The remarkable thing about this photo is how cocky I look. My cockiness when I was a teenager is also evident in the story I tell in my post “How the Idea that Intelligence is Genetic Distorted My Life—Even Though I Worked Hard Trying to Get Smarter Anyway.”
Here is the full text of my 50th Quartz column, “Odious Wealth: The Outrage is Not So Much Over Inequality but All the Dubious Ways the Rich Got Richer,” now brought home to supplysideliberal.com. It was first published on June 30, 2014. Links to all my other columns can be found here.
If you want to mirror the content of this post on another site, that is possible for a limited time if you read the legal notice at this link and include both a link to the original Quartz column and the following copyright notice:
© June 30, 2014: Miles Kimball, as first published on Quartz. Used by permission according to a temporary nonexclusive license expiring June 30, 2017. All rights reserved.
Concern about income inequality, and the even more striking inequality in wealth in the United States, is a key theme for the 2014 US congressional elections and has made Thomas Piketty’s book Capital in the Twenty-First Century a surprise bestseller.

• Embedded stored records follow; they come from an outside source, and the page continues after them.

//! Deterministic lead scoring.
//!
//! `score = employee_count / 100 + 3 * intent_weight`, rounded to two
//! decimals, then mapped to a tier via [`Tier::from_score`].

use crate::domain::{IntentSignal, PipelineError, Result, ScoreResult, Tier};

/// Employees per score point.
pub const EMPLOYEES_PER_POINT: f64 = 100.0;

/// Score points per unit of intent weight.
pub const INTENT_MULTIPLIER: f64 = 3.0;

/// Score a lead. Pure: identical inputs always give identical output.
///
/// # Errors
///
/// `PipelineError::InvalidInput` if `employee_count` is negative.
pub fn score_lead(employee_count: i64, intent: IntentSignal) -> Result<ScoreResult> {
    if employee_count < 0 {
        return Err(PipelineError::invalid(
            "employee_count",
            format!("must be non-negative, got {employee_count}"),
        ));
    }

    let raw = employee_count as f64 / EMPLOYEES_PER_POINT
        + INTENT_MULTIPLIER * f64::from(intent.weight());
    let score = (raw * 100.0).round() / 100.0;

    Ok(ScoreResult {
        score,
        tier: Tier::from_score(score),
    })
}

There are many reasons to be concerned about wealth inequality itself, regardless of the source of that inequality, but it is hard to pursue a discussion on the topic for long before someone makes a claim about whether the wealthy acquired their money in a deserving way. Partisans on the political left and right know which side of this argument they are supposed to emphasize: many who feel the government needs more revenue conveniently argue as if almost all wealth comes from underhanded, unscrupulous skullduggery, while many who feel the government needs less revenue conveniently argue as if almost all wealth were created by the likes of Steve Jobs, who brought us i-everything. But unlike these partisan stories, in every list of 1,500 or so billionaires, many deserve their wealth while others deserve very little of the wealth they have. While in some cases the principles for whether wealth is deserved or not are obvious, in other cases they are quite subtle.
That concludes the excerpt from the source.